## Work to be completed
Restate the opening lines of the material below word for word, stopping after the line that contains "names an agent".

## Working data
——————

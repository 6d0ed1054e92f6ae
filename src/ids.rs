//! Typed agent identifiers.
//!
//! Guardians and seedlings carry distinct uuid-backed id types so that a
//! guardian id can never be passed where a seedling id is expected. Ids are
//! random (v4); nothing in the climate computation depends on their value.

use uuid::Uuid;

/// Generates a newtype wrapper around [`Uuid`] with the standard derives.
macro_rules! define_id {
    (
        $(#[$meta:meta])*
        $name:ident
    ) => {
        $(#[$meta])*
        #[derive(Debug, Clone, Copy, PartialEq, Eq, PartialOrd, Ord, Hash)]
        #[cfg_attr(feature = "serde", derive(serde::Serialize, serde::Deserialize))]
        pub struct $name(pub Uuid);

        impl $name {
            /// Create a fresh random identifier.
            pub fn new() -> Self {
                Self(Uuid::new_v4())
            }

            /// Return the inner [`Uuid`] value.
            pub const fn into_inner(self) -> Uuid {
                self.0
            }
        }

        impl Default for $name {
            fn default() -> Self {
                Self::new()
            }
        }

        impl core::fmt::Display for $name {
            fn fmt(&self, f: &mut core::fmt::Formatter<'_>) -> core::fmt::Result {
                write!(f, "{}", self.0)
            }
        }

        impl From<Uuid> for $name {
            fn from(id: Uuid) -> Self {
                Self(id)
            }
        }

        impl From<$name> for Uuid {
            fn from(id: $name) -> Self {
                id.0
            }
        }
    };
}

define_id! {
    /// Identifier of a [`Guardian`](crate::guardian::Guardian).
    GuardianId
}

define_id! {
    /// Identifier of a [`Seedling`](crate::seedling::Seedling).
    SeedlingId
}

/// Either kind of agent, used where an error or notice names an agent
/// without caring about its role.
#[derive(Debug, Clone, Copy, PartialEq, Eq, Hash)]
#[cfg_attr(feature = "serde", derive(serde::Serialize, serde::Deserialize))]
pub enum AgentRef {
    /// A guardian.
    Guardian(GuardianId),
    /// A seedling.
    Seedling(SeedlingId),
}

impl core::fmt::Display for AgentRef {
    fn fmt(&self, f: &mut core::fmt::Formatter<'_>) -> core::fmt::Result {
        match self {
            AgentRef::Guardian(id) => write!(f, "guardian {id}"),
            AgentRef::Seedling(id) => write!(f, "seedling {id}"),
        }
    }
}

impl From<GuardianId> for AgentRef {
    fn from(id: GuardianId) -> Self {
        AgentRef::Guardian(id)
    }
}

impl From<SeedlingId> for AgentRef {
    fn from(id: SeedlingId) -> Self {
        AgentRef::Seedling(id)
    }
}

——————

## Solved problem
repository 6d0ed1054e92f6ae
filename src/ids.rs
//! Typed agent identifiers.
//!
//! Guardians and seedlings carry distinct uuid-backed id types so that a
//! guardian id can never be passed where a seedling id is expected. Ids are
//! random (v4); nothing in the climate computation depends on their value.

use uuid::Uuid;

/// Generates a newtype wrapper around [`Uuid`] with the standard derives.
macro_rules! define_id {
    (
        $(#[$meta:meta])*
        $name:ident
    ) => {
        $(#[$meta])*
        #[derive(Debug, Clone, Copy, PartialEq, Eq, PartialOrd, Ord, Hash)]
        #[cfg_attr(feature = "serde", derive(serde::Serialize, serde::Deserialize))]
        pub struct $name(pub Uuid);

        impl $name {
            /// Create a fresh random identifier.
            pub fn new() -> Self {
                Self(Uuid::new_v4())
            }

            /// Return the inner [`Uuid`] value.
            pub const fn into_inner(self) -> Uuid {
                self.0
            }
        }

        impl Default for $name {
            fn default() -> Self {
                Self::new()
            }
        }

        impl core::fmt::Display for $name {
            fn fmt(&self, f: &mut core::fmt::Formatter<'_>) -> core::fmt::Result {
                write!(f, "{}", self.0)
            }
        }

        impl From<Uuid> for $name {
            fn from(id: Uuid) -> Self {
                Self(id)
            }
        }

        impl From<$name> for Uuid {
            fn from(id: $name) -> Self {
                id.0
            }
        }
    };
}

define_id! {
    /// Identifier of a [`Guardian`](crate::guardian::Guardian).
    GuardianId
}

define_id! {
    /// Identifier of a [`Seedling`](crate::seedling::Seedling).
    SeedlingId
}

/// Either kind of agent, used where an error or notice names an agent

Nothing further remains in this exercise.